* TASK DIRECTIONS *
From the listing below, copy out every line where the word "that" appears.

* MATERIAL SUPPLIED *
*** Begin section ***
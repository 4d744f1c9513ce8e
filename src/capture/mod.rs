//! Screen capture
//!
//! The capture backend trait, the adapter the player talks to, and the
//! backends that ship with the crate.

pub mod adapter;
pub mod frame_log;
pub mod traits;

pub use adapter::{CaptureAdapter, CaptureEvent};
pub use frame_log::FrameLogCapture;
pub use traits::{
    CaptureError, CaptureResult, CaptureService, NoCapture, RecordingArtifact, RecordingHandle,
};
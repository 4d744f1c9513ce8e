//! Background visuals
//!
//! Cycles question backgrounds with crossfade transitions.

pub mod rotator;

pub use rotator::{BackgroundRotator, BackgroundSurface, LoggingSurface, TransitionStart};
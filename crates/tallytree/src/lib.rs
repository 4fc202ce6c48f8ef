//! # tallytree
//!
//! Arena-backed binary search trees.
//!
//! ## Architecture
//! - **`OrderStatTree`**: BST augmented with per-node subtree sizes,
//!   giving O(h) rank and select alongside the usual operations
//! - **`BinarySearchTree`**: the plain variant, with delete and balanced
//!   construction from sorted input
//! - **Arena + index**: nodes live in a `Vec` and link to each other by
//!   [`NodeId`]; no pointers, no unsafe
//!
//! Neither tree rebalances. Height is O(n) in the worst case (for example
//! under strictly ascending insertion), and every operation costs time
//! proportional to the height actually reached.

#![warn(missing_docs)]

mod bst;
mod node;
mod ostree;

pub use bst::BinarySearchTree;
pub use node::NodeId;
pub use ostree::OrderStatTree;
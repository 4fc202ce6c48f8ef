//! # tallycache
//!
//! Fixed-capacity LRU cache.
//!
//! ## Architecture
//! - **HashMap**: AHash-backed map owning the stored values (O(1) lookup)
//! - **Recency list**: doubly linked list of keys simulated over an index
//!   arena (O(1) promotion and eviction)
//! - **Counters**: hit/miss/insertion/eviction statistics
//!
//! The cache is single-threaded by design; callers sharing one across
//! threads wrap it in a lock.

#![warn(missing_docs)]

mod lru;
mod stats;

pub use lru::LruCache;
pub use stats::CacheStats;
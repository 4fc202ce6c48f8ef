//! Node handles for the tree arenas

/// Handle to a node inside the tree that issued it.
///
/// A `NodeId` is an index into the owning tree's node arena and carries no
/// meaning for any other tree. Ids issued by
/// [`OrderStatTree`](crate::OrderStatTree) stay valid for the life of the
/// tree; ids issued by [`BinarySearchTree`](crate::BinarySearchTree) are
/// invalidated when their node is spliced out by `delete`.
#[derive(Debug, Clone, Copy, PartialEq, Eq, Hash)]
pub struct NodeId(pub(crate) usize);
*** End section ***
* ANSWER TO THIS EXERCISE *
//! backends that ship with the crate.
/// Handle to a node inside the tree that issued it.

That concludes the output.